Abel Ribeiro

A vida: narrador e mediador

Durante esse desgostoso momento de pandemia se viu e se ouviu repetidas vezes, as palavras saúde, sentimento, casa, força, tristeza, ansiedade, angústia e muitas outras, porém, nenhuma foi tão evocada quanto à palavra vida. Talvez a palavra mais importante do vocabulário humano. Foi então que constatei que a vida não depende só da nossa vontade, mas da vontade de outras vidas, então ela é uma relação.

Isso mesmo, a vida é uma relação! Passa mesmo a perna em você todos os dias. Veja seus próprios movimentos, suas surpresas, seus imediatismos inesperados. Gostemos ou não! Dessa verdade ninguém escapa, e é dela surge uma defesa para uma possibilidade de vida feliz, tipo: \"jamais perca o seu equilíbrio, por mais forte que seja o vento da tempestade\" (Ponto de Equilíbrio).

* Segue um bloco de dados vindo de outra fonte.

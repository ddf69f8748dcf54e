use std::time::{Duration, Instant};

use anyhow::Result;
use paprika_dream::config::{DampingMode, FramePacing};
use paprika_dream::dream::{Direction, FixedHost, Scheduler, SchedulerOptions};

const DEFAULT_SEED: u64 = 0x5eed_d2ea;

#[derive(Clone, Copy, Debug, PartialEq, Eq)]
enum Mode {
    Normal,
    LowPower,
    Both,
}

struct Args {
    mode: Mode,
    frames: usize,
    w: f64,
    h: f64,
    dpr: f64,
    damping: DampingMode,
    pacing: FramePacing,
    seed: u64,
    ci_smoke: bool,
    quick: bool,
    max_ms: f64,
}

fn parse_args() -> Args {
    let mut args = Args {
        mode: Mode::Both,
        frames: 240,
        w: 1280.0,
        h: 720.0,
        dpr: 1.0,
        damping: DampingMode::PerInput,
        pacing: FramePacing::Modulo,
        seed: DEFAULT_SEED,
        ci_smoke: false,
        quick: false,
        max_ms: 16.0,
    };

    let argv = std::env::args().skip(1).collect::<Vec<_>>();
    let mut i = 0usize;
    while i < argv.len() {
        let k = argv[i].as_str();
        let v = argv.get(i + 1).map(|s| s.as_str());
        match (k, v) {
            ("--mode", Some("normal")) => {
                args.mode = Mode::Normal;
                i += 2;
            }
            ("--mode", Some("low-power")) | ("--mode", Some("low")) => {
                args.mode = Mode::LowPower;
                i += 2;
            }
            ("--mode", Some("both")) => {
                args.mode = Mode::Both;
                i += 2;
            }
            ("--frames", Some(x)) => {
                if let Ok(n) = x.parse::<usize>() {
                    args.frames = n.max(1);
                }
                i += 2;
            }
            ("--w", Some(x)) => {
                if let Ok(n) = x.parse::<f64>() {
                    args.w = n.max(1.0);
                }
                i += 2;
            }
            ("--h", Some(x)) => {
                if let Ok(n) = x.parse::<f64>() {
                    args.h = n.max(1.0);
                }
                i += 2;
            }
            ("--dpr", Some(x)) => {
                if let Ok(n) = x.parse::<f64>() {
                    args.dpr = n;
                }
                i += 2;
            }
            ("--damping", Some("per-frame")) => {
                args.damping = DampingMode::PerFrame;
                i += 2;
            }
            ("--damping", Some("per-input")) => {
                args.damping = DampingMode::PerInput;
                i += 2;
            }
            ("--pacing", Some("accumulator")) => {
                args.pacing = FramePacing::Accumulator;
                i += 2;
            }
            ("--pacing", Some("modulo")) => {
                args.pacing = FramePacing::Modulo;
                i += 2;
            }
            ("--seed", Some(x)) => {
                if let Ok(n) = x.parse::<u64>() {
                    args.seed = n;
                }
                i += 2;
            }
            ("--ci-smoke", Some(x)) if !x.starts_with("--") => {
                args.ci_smoke = parse_bool(x).unwrap_or(true);
                i += 2;
            }
            ("--ci-smoke", _) => {
                args.ci_smoke = true;
                i += 1;
            }
            ("--quick", Some(x)) if !x.starts_with("--") => {
                args.quick = parse_bool(x).unwrap_or(true);
                i += 2;
            }
            ("--quick", _) => {
                args.quick = true;
                i += 1;
            }
            ("--max-ms", Some(x)) => {
                if let Ok(v) = x.parse::<f64>() {
                    args.max_ms = v.max(0.1);
                }
                i += 2;
            }
            _ => {
                i += 1;
            }
        }
    }

    if args.quick {
        args.frames = args.frames.min(60);
    }

    args
}

fn parse_bool(s: &str) -> Option<bool> {
    match s.trim().to_ascii_lowercase().as_str() {
        "1" | "true" | "yes" | "on" => Some(true),
        "0" | "false" | "no" | "off" => Some(false),
        _ => None,
    }
}

struct BenchResult {
    label: &'static str,
    ms_per_redraw: f64,
    redraws: usize,
}

/// Runs `frames` simulated 60 Hz ticks with seeded random input.
fn bench_mode(args: &Args, low_power: bool) -> BenchResult {
    let label = if low_power { "low-power" } else { "normal" };
    let host = FixedHost::new(args.w, args.h, args.dpr);
    let mut dream = Scheduler::new(
        host,
        SchedulerOptions {
            damping: args.damping,
            pacing: args.pacing,
        },
    );
    dream.activate();
    dream.set_low_power(low_power);

    let mut rng = fastrand::Rng::with_seed(args.seed);
    let frame_ms = 1000.0 / 60.0;
    let mut now_ms = 0.0f64;
    let mut redraws = 0usize;
    let mut lit = 0usize;
    let mut busy = Duration::ZERO;

    for _ in 0..args.frames {
        match rng.u8(..16) {
            0 => dream.apply_drift(Direction::Up),
            1 => dream.apply_drift(Direction::Down),
            2 => dream.apply_drift(Direction::Left),
            3 => dream.apply_drift(Direction::Right),
            4 => dream.trigger_flash(),
            _ => {}
        }

        now_ms += frame_ms;
        let start = Instant::now();
        let outcome = dream.tick(now_ms);
        if outcome.redrawn {
            busy += start.elapsed();
            redraws += 1;
            if dream.surface().rgba().chunks_exact(4).any(|p| p[3] != 0) {
                lit += 1;
            }
        }
    }

    let layout = dream.layout();
    let ms_per_redraw = if redraws == 0 {
        0.0
    } else {
        busy.as_secs_f64() * 1000.0 / redraws as f64
    };
    let (dx, dy) = dream.state().drift();
    println!(
        "{:<9} {:>8.3} ms/redraw  redraws={:>4}/{}  lit={:>4}  surface={}x{} buffer={}x{}  drift={:+.3}/{:+.3}",
        label,
        ms_per_redraw,
        redraws,
        args.frames,
        lit,
        layout.surface_w,
        layout.surface_h,
        layout.buffer_w,
        layout.buffer_h,
        dx,
        dy
    );

    BenchResult {
        label,
        ms_per_redraw,
        redraws,
    }
}

fn main() -> Result<()> {
    let args = parse_args();
    println!(
        "Dream benchmark: viewport={}x{} dpr={} frames={} damping={:?} pacing={:?} seed={:#x} quick={}",
        args.w, args.h, args.dpr, args.frames, args.damping, args.pacing, args.seed, args.quick
    );

    let mut results = Vec::new();
    if matches!(args.mode, Mode::Normal | Mode::Both) {
        results.push(bench_mode(&args, false));
    }
    if matches!(args.mode, Mode::LowPower | Mode::Both) {
        results.push(bench_mode(&args, true));
    }

    if args.ci_smoke {
        let slow = results
            .iter()
            .filter(|r| r.redraws == 0 || r.ms_per_redraw > args.max_ms)
            .map(|r| format!("{} ({:.3} ms, {} redraws)", r.label, r.ms_per_redraw, r.redraws))
            .collect::<Vec<_>>();
        if !slow.is_empty() {
            eprintln!("CI smoke failed (max {:.1} ms/redraw): {}", args.max_ms, slow.join(", "));
            std::process::exit(1);
        }
        println!("CI smoke passed (max {:.1} ms/redraw)", args.max_ms);
    }

    Ok(())
}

Vira e mexe falamos, ouvimos, cantamos, poetizamos, pintamos a vida. Andei escutando que \"a vida é um narrador não confiável\", assim como \"o escritor não é um narrador confiável\". Ambos, vida e o escritor, trabalham a história e a narrativa de acordo com seus desejos. A vida faz isso todo dia, já o escritor troca o nome, o local, a cena, o final, o personagem, enredo e muda o fim da história.

Ai você se pergunta: A vida tem jeito? Tem! Se soubermos viver a sua narrativa inesperada.

Shopenhauer afirmou o seguinte: \"Querer é essencialmente sofrer, e como viver é querer, toda existência é essencialmente dor. Quanto mais elevado o ser mais sofre\". A força dessa ideia da vida, um pouco negativa, um pouco realista, esquece o sujeito. A cada epígono ela reserva um papel, um curso, um herói. Não há vilões por acaso na expedição da vida. Daí a vida é devir, as gerações seguintes pertence à mudança e a disputa de narrativa com a vida.

Muitas almas grandes da história tiveram vida curta e produção longa, vivem e inspiram até hoje muitos outros. A vida é presentificação do passado! No tempo de suas vidas, os grandes não sabiam que se tornariam imortais aos viventes do presente. Eis que nosso tempo colocou a nossa vida na berlinda diante da situação imposta pelo diminuto ser, agora temos que encarar o ato de viver para não morrer antecipadamente. Ninguém disse que o ano seria 2020. Ela, a vida, colocou você na cena, pra te provocar e te provar.

A vida nos deixou de joelho, agora só nos resta levantar e encontrar o seu mais íntimo sentido, mesmo que seja controlando nossos desejos. Sou agora o narrador e vou terminar essa crônica com a minha vontade, contra os filisteus, vulgares e convencionais, que desprovidos de inteligência, brincam com a vida.